# Whirlpool Gold Series Dishwasher not draining completly



## gregmt79 (Jan 31, 2014)

Hello,

I have a Whirlpool Gold Series Dishwasher. Model # WDT710PAYM0. It is not draining completely. It has about an inch or so of water left after its cycle and I am have to push the Stop (Drain) Button again once the cycle is complete to get all the water out.

I have pulled it out and disconnected all the hoses and cleaned them. I pulled the drain pump to check it as well. That is fine as well. 
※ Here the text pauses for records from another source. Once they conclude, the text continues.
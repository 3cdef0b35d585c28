//! Instruction file parsing.
//!
//! An instruction file holds one job per `DOWNLOAD=` line:
//!
//! ```text
//! # method | names separated by ^ | target | special
//! DOWNLOAD=FileDownload|Close-Up.mkv^Taste of Cherry.mkv|Movies|True
//! DOWNLOAD=FolderDownload|Trip Photos|.|False
//! DOWNLOAD=Custom|Abbas Kiarostami|Directors|Director
//! ```
//!
//! Other keys, blank lines and `#`/`;` comments are ignored.

use std::fmt;
use std::path::{Path, PathBuf};
use std::str::FromStr;

use thiserror::Error;

use crate::download::{DownloadJob, JobKind};

const NAME_SEPARATOR: char = '^';
const FIELD_SEPARATOR: char = '|';
const DOWNLOAD_KEY: &str = "DOWNLOAD";

/// Which handler an instruction selects.
#[derive(Debug, Clone, Copy, PartialEq, Eq)]
pub enum JobMethod {
    /// Individual files by name.
    FileDownload,
    /// Folders by name (nested when `special` is true).
    FolderDownload,
    /// Folder names derived from the catalog.
    Custom,
}

impl FromStr for JobMethod {
    type Err = InstructionError;

    fn from_str(s: &str) -> Result<Self, Self::Err> {
        match s.trim() {
            "FileDownload" => Ok(Self::FileDownload),
            "FolderDownload" => Ok(Self::FolderDownload),
            "Custom" => Ok(Self::Custom),
            other => Err(InstructionError::UnknownMethod(other.to_string())),
        }
    }
}

impl fmt::Display for JobMethod {
    fn fmt(&self, f: &mut fmt::Formatter<'_>) -> fmt::Result {
        match self {
            Self::FileDownload => f.write_str("FileDownload"),
            Self::FolderDownload => f.write_str("FolderDownload"),
            Self::Custom => f.write_str("Custom"),
        }
    }
}

/// Errors while reading an instruction file.
#[derive(Debug, Clone, Error, PartialEq, Eq)]
pub enum InstructionError {
    #[error("Unknown download method '{0}'")]
    UnknownMethod(String),

    #[error("Line {line}: expected 'method|names|target[|special]', got {fields} field(s)")]
    MissingFields { line: usize, fields: usize },

    #[error("Line {line}: no names given")]
    NoNames { line: usize },

    #[error("Line {line}: '{value}' is not a boolean")]
    InvalidFlag { line: usize, value: String },

    #[error("Line {line}: Custom instructions need a lookup field (e.g. Director)")]
    MissingLookupField { line: usize },

    #[error("Line {line}: {source}")]
    Method {
        line: usize,
        #[source]
        source: Box<InstructionError>,
    },

    #[error("Failed to read instruction file {path}: {reason}")]
    Read { path: PathBuf, reason: String },
}

/// One parsed `DOWNLOAD=` line.
#[derive(Debug, Clone, PartialEq, Eq)]
pub struct Instruction {
    /// 1-based line number, for error messages.
    pub line: usize,
    pub method: JobMethod,
    pub args: Vec<String>,
    pub target: String,
    pub special: Option<String>,
}

impl Instruction {
    /// Turn the instruction into a typed job rooted under `base_target`.
    pub fn to_job(&self, base_target: &Path) -> Result<DownloadJob, InstructionError> {
        let target_dir = resolve_target(&self.target, base_target);
        let job = match self.method {
            JobMethod::FileDownload => {
                let per_item = parse_flag(self.special.as_deref(), self.line)?;
                DownloadJob::new(JobKind::SingleFileSet, self.args.clone(), target_dir)
                    .with_per_item_subfolder(per_item)
            }
            JobMethod::FolderDownload => {
                let kind = if parse_flag(self.special.as_deref(), self.line)? {
                    JobKind::NestedFolderTree
                } else {
                    JobKind::FlatFolderSet
                };
                DownloadJob::new(kind, self.args.clone(), target_dir)
            }
            JobMethod::Custom => {
                let field = self
                    .special
                    .as_deref()
                    .map(str::trim)
                    .filter(|s| !s.is_empty())
                    .ok_or(InstructionError::MissingLookupField { line: self.line })?;
                DownloadJob::new(
                    JobKind::DerivedFolderSet {
                        field: field.to_ascii_lowercase(),
                    },
                    self.args.clone(),
                    target_dir,
                )
            }
        };
        Ok(job)
    }
}

/// Resolve a job target: `.` is the base, relative paths hang off the base,
/// absolute paths are used as-is.
pub fn resolve_target(target: &str, base_target: &Path) -> PathBuf {
    let trimmed = target.trim();
    if trimmed.is_empty() || trimmed == "." {
        return base_target.to_path_buf();
    }
    let path = Path::new(trimmed);
    if path.is_absolute() {
        path.to_path_buf()
    } else {
        base_target.join(path)
    }
}

fn parse_flag(raw: Option<&str>, line: usize) -> Result<bool, InstructionError> {
    match raw.map(str::trim) {
        None | Some("") => Ok(false),
        Some(v) => match v.to_ascii_lowercase().as_str() {
            "true" | "1" | "yes" => Ok(true),
            "false" | "0" | "no" | "none" => Ok(false),
            _ => Err(InstructionError::InvalidFlag {
                line,
                value: v.to_string(),
            }),
        },
    }
}

/// Parse the text of an instruction file.
pub fn parse_instructions(text: &str) -> Result<Vec<Instruction>, InstructionError> {
    let mut out = Vec::new();

    for (idx, raw) in text.lines().enumerate() {
        let line = idx + 1;
        let trimmed = raw.trim();
        if trimmed.is_empty() || trimmed.starts_with('#') || trimmed.starts_with(';') {
            continue;
        }

        let Some((key, value)) = trimmed.split_once('=') else {
            tracing::debug!(line, "Ignoring instruction line without '='");
            continue;
        };
        if key.trim() != DOWNLOAD_KEY {
            tracing::debug!(line, key = key.trim(), "Ignoring non-download instruction");
            continue;
        }

        let fields: Vec<&str> = value.split(FIELD_SEPARATOR).collect();
        if !(3..=4).contains(&fields.len()) {
            return Err(InstructionError::MissingFields {
                line,
                fields: fields.len(),
            });
        }

        let method = fields[0]
            .parse::<JobMethod>()
            .map_err(|e| InstructionError::Method {
                line,
                source: Box::new(e),
            })?;

        let args: Vec<String> = fields[1]
            .split(NAME_SEPARATOR)
            .map(str::trim)
            .filter(|s| !s.is_empty())
            .map(String::from)
            .collect();
        if args.is_empty() {
            return Err(InstructionError::NoNames { line });
        }

        out.push(Instruction {
            line,
            method,
            args,
            target: fields[2].trim().to_string(),
            special: fields.get(3).map(|s| s.trim().to_string()),
        });
    }

    Ok(out)
}

/// Read and parse an instruction file.
pub fn load_instructions(path: &Path) -> Result<Vec<Instruction>, InstructionError> {
    let text = std::fs::read_to_string(path).map_err(|e| InstructionError::Read {
        path: path.to_path_buf(),
        reason: e.to_string(),
    })?;
    parse_instructions(&text)
}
I disconnected the drain hose from the sink and had it drain in a 5 gal bucket. It drains but like above I have to push "Stop" again to get it to drain all the way.

Any ideas of what the problem is. Is there a way to set the timer on the drain pump so it runs longer or is there another place that can be clogged that I haven't checked. I am stumped as what to do next.

Thanks,
Greg


----------



## nealtw (Jan 31, 2014)

The drain line needs to loop high under the sink. Welcome to the site.


----------



## jeff1 (Jan 31, 2014)

Hi,

Either a restriction in the drain system or bad drain pump. Check all hoses to and from the drain pump...if ok new drain pump time...






Drain pump Manufacturer Number W10348269

Replacement helps...
http://www.youtube.com/watch?feature=player_embedded&v=epyFoymiPiI

jeff.


----------



## woodchuck (Feb 1, 2014)

Some water is normal to keep the seals from drying out. FYI


----------